In this way, their benefits and drawbacks are evaluated, as well as the research goals for which they may be used. These descriptions and evaluations are predicated on philosophical background assumptions; examples include how to conceptualize the phenomena under study and what constitutes evidence in favor of or against them. In its broadest sense, methodology encompasses the discussion of these more abstract issues.

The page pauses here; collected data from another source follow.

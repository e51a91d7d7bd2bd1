//! Global config file source: $XDG_CONFIG_HOME/fsbaseline/config.toml, or the
//! platform equivalent.

use config::builder::DefaultState;
use config::ConfigBuilder;
use config::ConfigError;
use config::File;
use std::path::{Path, PathBuf};
use tracing::debug;

/// Path to global config file.
pub fn global_config_path() -> Option<PathBuf> {
    directories::ProjectDirs::from("", "", "fsbaseline")
        .map(|dirs| dirs.config_dir().join("config.toml"))
}

/// Add the global config file to the builder if it exists.
pub fn add_to_builder(
    builder: ConfigBuilder<DefaultState>,
) -> Result<ConfigBuilder<DefaultState>, ConfigError> {
    match global_config_path() {
        Some(path) if path.exists() => Ok(add_file(builder, &path, false)),
        Some(path) => {
            debug!(config_path = %path.display(), "No global configuration file");
            Ok(builder)
        }
        None => Ok(builder),
    }
}

/// Add an explicit config file. A missing file is an error when `required`.
pub fn add_file(
    builder: ConfigBuilder<DefaultState>,
    path: &Path,
    required: bool,
) -> ConfigBuilder<DefaultState> {
    builder.add_source(File::from(path).required(required))
}
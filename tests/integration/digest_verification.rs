//! Digest Engine Verification Tests
//!
//! Checks that streamed file digests are plain SHA-256 of the file bytes.

use fsbaseline::tree::hasher;
use sha2::{Digest, Sha256};
use std::fs;
use tempfile::TempDir;

/// Test that a streamed digest matches sha2 directly
#[test]
fn test_file_digest_matches_sha2() {
    let temp_dir = TempDir::new().unwrap();
    let path = temp_dir.path().join("blob.bin");
    let content: Vec<u8> = (0..300_000u32).map(|i| (i * 7 % 256) as u8).collect();
    fs::write(&path, &content).unwrap();

    let ours = hasher::digest_file(&path).unwrap();
    let direct = Sha256::digest(&content);

    assert_eq!(ours.as_bytes().as_slice(), direct.as_slice());
    assert_eq!(ours.to_hex(), hex::encode(direct));
}

/// Test the reference value from the end-to-end scenario
#[test]
fn test_hello_digest() {
    let temp_dir = TempDir::new().unwrap();
    let path = temp_dir.path().join("notes.txt");
    fs::write(&path, "hello").unwrap();

    assert_eq!(
        hasher::digest_file(&path).unwrap().to_hex(),
        "2cf24dba5fb0a30e26e83b2ac5b9e29e1b161e5c1fa7425e73043362938b9824"
    );
}

/// Test that 1-byte and 1 MiB reads agree on a file larger than one default chunk
#[test]
fn test_streaming_equivalence_across_chunk_sizes() {
    let temp_dir = TempDir::new().unwrap();
    let path = temp_dir.path().join("large.bin");
    let content = vec![0x5au8; hasher::DEFAULT_CHUNK_SIZE * 3 + 17];
    fs::write(&path, &content).unwrap();

    let tiny = hasher::digest_file_with_chunk_size(&path, 1).unwrap();
    let big = hasher::digest_file_with_chunk_size(&path, 1024 * 1024).unwrap();

    assert_eq!(tiny, big);
    assert_eq!(tiny, hasher::compute_content_hash(&content));
}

History of Nursing Research

Despite a tradition dating back to Florence Nightingale, nursing research emerged as a systematic study and assessment of nursing issues only in the last 50 years. Nursing education’s shift from hospital training schools to academic settings made possible, even mandated, the development of nursing as a scientific discipline. Through research, nursing challenged its image as a tradition-bound, hands-on vocation and built a distinctive base of nursing knowledge.

 

History of Nursing Research

 

The Roots of Nursing Research

Nursing research began when Florence Nightingale accumulated and analyzed complex information about conditions during the Crimean War (1854-56). Although her work illustrated the power of statistics to reform nursing, her insistence that nurses undertake systematic inquiry was ignored by late 19th century training school administrators. Nursing superintendents discovered that the demands of maintaining an efficient nursing service left little time for sustained investigation and inquiry. And in an educational setting emphasizing obedience and rigid discipline, nursing students were not encouraged to question or analyze.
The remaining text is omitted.